Читаем Монтайю, окситанская деревня (1294-1324) полностью

Таким образом, Монтайю дает историку примеры впечатляющих беспощадных конфликтов между факциями[565]. Кроме того, раскрывается безжалостная дихотомия, которая сталкивает преобладающий клан (опирающийся на кюре, байля, шателена) и клан меньшинства (который борется за власть и тоже желает использовать эти должности к своей выгоде). Эта дихотомия проявляется в непрерывном привлечении сторонников, что в условиях весьма неустойчивой конъюнктуры дополняется нарастающими репрессиями и предательствами или полупредательствами то одних, то других.
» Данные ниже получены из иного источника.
//! Name-keyed map whose values are computed on every read

use crate::error::{Result, RouteError};
use crate::source::{BoxSource, Source, SourceExt};
use serde_json::Value;
use std::collections::hash_map;
use std::collections::HashMap;

/// Maps names to [`Source`]s and reads values through them
///
/// Registration is append-only. No value is stored: [`RoutingMap::get`] and
/// every pass over [`RoutingMap::entries`] invoke the sources again.
pub struct RoutingMap<T = Value> {
    sources: HashMap<String, BoxSource<T>>,
}

impl<T> RoutingMap<T> {
    /// Create an empty map
    pub fn new() -> Self {
        Self {
            sources: HashMap::new(),
        }
    }

    /// Register `source` under `name`
    ///
    /// Returns false, leaving any existing entry untouched, when the name is
    /// already taken or empty.
    pub fn register(&mut self, name: impl Into<String>, source: impl Source<T> + 'static) -> bool {
        let name = name.into();
        if name.is_empty() {
            tracing::warn!("rejected registration with empty name");
            return false;
        }

        match self.sources.entry(name) {
            hash_map::Entry::Occupied(entry) => {
                tracing::debug!(key = %entry.key(), "duplicate registration ignored");
                false
            }
            hash_map::Entry::Vacant(entry) => {
                tracing::debug!(key = %entry.key(), "registered source");
                entry.insert(Box::new(source));
                true
            }
        }
    }

    /// Whether `name` has been registered
    pub fn contains_key(&self, name: &str) -> bool {
        self.sources.contains_key(name)
    }

    /// Compute the current value for `name`
    pub fn get(&self, name: &str) -> Result<T> {
        let source = self
            .sources
            .get(name)
            .ok_or_else(|| RouteError::NoSuchKey(name.to_string()))?;

        tracing::trace!(key = name, "reading source");
        source.get()
    }

    /// Number of registered names
    pub fn len(&self) -> usize {
        self.sources.len()
    }

    /// Check if nothing is registered
    pub fn is_empty(&self) -> bool {
        self.sources.is_empty()
    }

    /// Registered names, without reading any source
    pub fn keys(&self) -> impl Iterator<Item = &str> + '_ {
        self.sources.keys().map(String::as_str)
    }

    /// Read-only view over `(name, value)` pairs
    ///
    /// Each step invokes one source, so a full pass invokes every source
    /// exactly once. Order is unspecified.
    pub fn entries(&self) -> Entries<'_, T> {
        Entries {
            inner: self.sources.iter(),
        }
    }

    /// Evaluate every entry once, stopping at the first failure
    pub fn snapshot(&self) -> Result<HashMap<String, T>> {
        self.entries()
            .map(|(name, value)| value.map(|v| (name.to_string(), v)))
            .collect()
    }
}

impl RoutingMap<Value> {
    /// Register a typed source, converting each value into a [`Value`]
    pub fn register_value<U, S>(&mut self, name: impl Into<String>, source: S) -> bool
    where
        U: Into<Value> + 'static,
        S: Source<U> + 'static,
    {
        self.register(name, source.map(|value: U| -> Value { value.into() }))
    }
}

impl<T> Default for RoutingMap<T> {
    fn default() -> Self {
        Self::new()
    }
}

impl<T> std::fmt::Debug for RoutingMap<T> {
    fn fmt(&self, f: &mut std::fmt::Formatter<'_>) -> std::fmt::Result {
        f.debug_set().entries(self.keys()).finish()
    }
}

/// Iterator returned by [`RoutingMap::entries`]
pub struct Entries<'a, T> {
    inner: hash_map::Iter<'a, String, BoxSource<T>>,
}

impl<'a, T> Iterator for Entries<'a, T> {
    type Item = (&'a str, Result<T>);

    fn next(&mut self) -> Option<Self::Item> {
        self.inner
            .next()
            .map(|(name, source)| (name.as_str(), source.get()))
    }

    fn size_hint(&self) -> (usize, Option<usize>) {
        self.inner.size_hint()
    }
}

impl<T> ExactSizeIterator for Entries<'_, T> {}

impl<'a, T> IntoIterator for &'a RoutingMap<T> {
    type Item = (&'a str, Result<T>);
    type IntoIter = Entries<'a, T>;

    fn into_iter(self) -> Self::IntoIter {
        self.entries()
    }
}

#[cfg(test)]
mod tests {
    use super::*;
    use crate::error::ErrorKind;
    use crate::multi::MultiSource;
    use crate::source::{constant, from_fn};
    use serde_json::json;
    use std::cell::Cell;
    use std::rc::Rc;

    fn counting(hits: &Rc<Cell<u32>>) -> impl Source<Value> + 'static {
        let hits = Rc::clone(hits);
        from_fn(move || {
            hits.set(hits.get() + 1);
            json!(hits.get())
        })
    }

    #[test]
    fn test_register_and_get() {
        let mut map = RoutingMap::new();
        assert!(map.register_value("const", constant(5)));
        assert_eq!(map.get("const").unwrap(), json!(5));
        assert_eq!(map.get("const").unwrap(), map.get("const").unwrap());
    }

    #[test]
    fn test_duplicate_keeps_first() {
        let mut map = RoutingMap::new();
        assert!(map.register("k", constant(json!("first"))));
        assert!(!map.register("k", constant(json!("second"))));

        assert_eq!(map.get("k").unwrap(), json!("first"));
        assert_eq!(map.len(), 1);
    }

    #[test]
    fn test_empty_name_rejected() {
        let mut map: RoutingMap<i32> = RoutingMap::new();
        assert!(!map.register("", constant(1)));
        assert!(map.is_empty());
    }

    #[test]
    fn test_contains_key() {
        let mut map: RoutingMap<i32> = RoutingMap::new();
        map.register("present", constant(1));

        assert!(map.contains_key("present"));
        assert!(!map.contains_key("absent"));
    }

    #[test]
    fn test_missing_key() {
        let map: RoutingMap = RoutingMap::new();
        let err = map.get("nope").unwrap_err();

        assert_eq!(err.kind(), ErrorKind::LookupMiss);
        assert!(matches!(err, RouteError::NoSuchKey(ref key) if key == "nope"));
    }

    #[test]
    fn test_every_read_reinvokes() {
        let hits = Rc::new(Cell::new(0));
        let mut map = RoutingMap::new();
        map.register("counter", counting(&hits));

        assert_eq!(map.get("counter").unwrap(), json!(1));
        assert_eq!(map.get("counter").unwrap(), json!(2));
        assert_ne!(map.get("counter").unwrap(), map.get("counter").unwrap());
        assert_eq!(hits.get(), 4);
    }

    #[test]
    fn test_entries_invoke_once_per_pass() {
        let hits_a = Rc::new(Cell::new(0));
        let hits_b = Rc::new(Cell::new(0));
        let mut map = RoutingMap::new();
        map.register("a", counting(&hits_a));
        map.register("b", counting(&hits_b));

        let entries = map.entries();
        assert_eq!(entries.len(), 2);
        let pairs: HashMap<&str, Value> = entries.map(|(k, v)| (k, v.unwrap())).collect();

        assert_eq!(pairs.len(), 2);
        assert_eq!(pairs["a"], json!(1));
        assert_eq!(pairs["b"], json!(1));
        assert_eq!((hits_a.get(), hits_b.get()), (1, 1));

        // A second pass runs every source again
        let again = map.snapshot().unwrap();
        assert_eq!(again["a"], json!(2));
        assert_eq!((hits_a.get(), hits_b.get()), (2, 2));
    }

    #[test]
    fn test_entries_are_lazy() {
        let hits = Rc::new(Cell::new(0));
        let mut map = RoutingMap::new();
        map.register("only", counting(&hits));

        let mut entries = map.entries();
        assert_eq!(hits.get(), 0);
        entries.next();
        assert_eq!(hits.get(), 1);
        assert!(entries.next().is_none());
    }

    #[test]
    fn test_snapshot_stops_on_error() {
        let mut map = RoutingMap::new();
        map.register("ok", constant(json!(true)));
        map.register("unselected", MultiSource::<Value>::new());

        assert!(matches!(map.snapshot(), Err(RouteError::Unconfigured)));
    }

    #[test]
    fn test_shared_multi_source_selected_after_registration() {
        let multi = Rc::new(MultiSource::new());
        multi
            .register("source1", constant(json!("value1")))
            .unwrap()
            .register("source2", constant(json!("value2")))
            .unwrap();

        let mut map = RoutingMap::new();
        map.register("multi", Rc::clone(&multi));
        assert!(map.get("multi").is_err());

        multi.select("source2").unwrap();
        assert_eq!(map.get("multi").unwrap(), json!("value2"));
    }

    #[test]
    fn test_debug_lists_keys_without_reading() {
        let hits = Rc::new(Cell::new(0));
        let mut map = RoutingMap::new();
        map.register("k", counting(&hits));

        assert_eq!(format!("{map:?}"), r#"{"k"}"#);
        assert_eq!(hits.get(), 0);
    }

    #[test]
    fn test_into_iterator() {
        let mut map: RoutingMap<i32> = RoutingMap::new();
        map.register("one", constant(1));
        map.register("two", constant(2));

        let mut total = 0;
        for (_, value) in &map {
            total += value.unwrap();
        }
        assert_eq!(total, 3);
    }
}
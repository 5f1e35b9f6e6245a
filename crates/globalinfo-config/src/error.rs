use globalinfo_core::RouteError;
use std::path::PathBuf;
use thiserror::Error;

/// Errors raised while loading or building a namespace
#[derive(Debug, Error)]
pub enum ConfigError {
    #[error("failed to read {}: {source}", path.display())]
    Io {
        path: PathBuf,
        #[source]
        source: std::io::Error,
    },

    #[error("invalid namespace definition: {0}")]
    Parse(#[from] serde_json::Error),

    #[error("entry name must not be empty")]
    EmptyEntryName,

    #[error("'{0}' is not an alternatives entry")]
    UnknownSelector(String),

    #[error("selector path '{0}' is defined more than once")]
    DuplicateSelector(String),

    #[error("invalid selection override '{0}', expected PATH=CANDIDATE")]
    InvalidOverride(String),

    #[error("selection for '{0}' is overridden more than once")]
    DuplicateOverride(String),

    #[error("invalid time format '{0}'")]
    InvalidFormat(String),

    #[error(transparent)]
    Route(#[from] RouteError),
}

/// Failures of the built-in sources at read time
#[derive(Debug, Error)]
pub enum BuiltinError {
    #[error("environment variable '{0}' is not set")]
    MissingEnv(String),

    #[error("environment variable '{0}' is not valid unicode")]
    NotUnicode(String),

    #[error("cannot render time with format '{0}'")]
    Format(String),
}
Пример сугубо местный, могут сказать... Фактически же его основные черты, хотя и в форме менее четкой и менее поучительной, можно разглядеть в нескольких арьежских деревнях, об истории которых с 1300 по 1320 годы мы догадываемся. В Жюнаке, где сеньор, владелец замка, проживает постоянно, а не только представлен фигурой байля, жюнакские господа, здешние сеньоры, длительное время покровительствовали ереси. Они опекали свою местную земледельческую, овцеводческую и ремесленную клиентелу, которая склонялась к иноверию. Однако после 1305 — 1310 годов де Жюнаки, как и многие другие нотабли гор, были вконец запуганы. Угроза инквизиции стала слишком реальной, они искали с нею компромисс, порывали с теми из своих бывших клиентов и протеже, альбигойские грехи которых были слишком явны. Запугиванием они изгнали также того человека (ультра-католика), который мог навредить им своими доносами. Пьер Клерг велел отрезать язык бывшей товарке. Де Жюнаки же своими холеными руками душат, или едва не доходит до этого, отца Бернара Марти, подозреваемого в возможном предательстве по отношению к ним (III, 251—295, in fine).

Не удивительно, что явления того же рода имеют место и в деревне Кие: там доминирующая группировка, в которой участвуют кюре и консул, около 1320 года пытается подчинить деревню приказам епископа. Последний добивается, чтобы жители изготовили пасхальную свечу весом в пятнадцать—двадцать фунтов, что для них разорительно (II, 324—326). Это вызывает яростное сопротивление у многих крестьян, оппозиционность которых кристаллизуется вокруг Раймона из Лабюра (II, 324, 325). Упомянутая доминирующая группировка Кие, которая в этот момент проявляет католическое рвение ради свечи-гиганта, не может допустить, чтобы от прошлого некоторых из ее членов хотя бы слегка повеяло ересью[566]. Некоторые из верховодов Кие таким образом возвращали приверженцев. В силу этого они рисковали вступить в конфликт с самыми стойкими из бывших сторонников, способных впоследствии сгруппироваться в оппозиционный клан.

В Коссу, все в той же верхней Арьежи, Филипп де Планиссоль[567], отец Беатрисы, был очень основательно замешан в еретическом движении. Семья его тоже была не без греха: она господствовала в Коссу посредством покровительства, а иной раз и насилия, вплоть до смертоубийства. Альбигоец чистейшей воды, отмеченный желтыми крестами, Филипп, в конечном счете, находит общий язык с Церковью: последняя даже освобождает его, как благородного, от уплаты податей и оброков, налагаемых ею на общины. Филипп де Планиссоль и дружественная ему группировка, которые удерживают в Коссу власть, по этой причине подвергаются яростным нападкам со стороны коалиции местных плательщиков податей. Последние жалуются на упомянутое обложение. Нас душат, с нас сдирают кожу, — говорят они, — а здешних благородных щадят. Редчайший в верхней Арьежи протест против знати тем самым проявляется косвенно, то тут, то там, в крестьянском недовольстве привилегиями голубой крови, освобождаемой от католических поборов. Эти феномены, в конечном счете, следует отнести к последствиям коррекции курса благородных, нотаблей, байлей, сеньориальных должностных лиц: как лидеры, они зачастую были катарами или симпатизировали катарству во второй половине XIII века или в начале XIV века; затем — даты варьируются в зависимости от места действия — с момента усиления репрессий двери перед «добрыми людьми» захлопываются. Быть может, они остаются катарами, но исключительно втайне, в глубине сердца. В этом смысле характерны показания Бертрана де Тэ, дворянина из Памье, тихо ностальгирующего по альбигойской церкви. Я знавал времена, — говорит Бертран де Тэ около 1290 года[568], — когда многие благородные в здешних краях веровали в добрых людей и не стеснялись говорить об этом свободно... Те времена давно прошли. Церковники извели тех людей и промотали их имущество.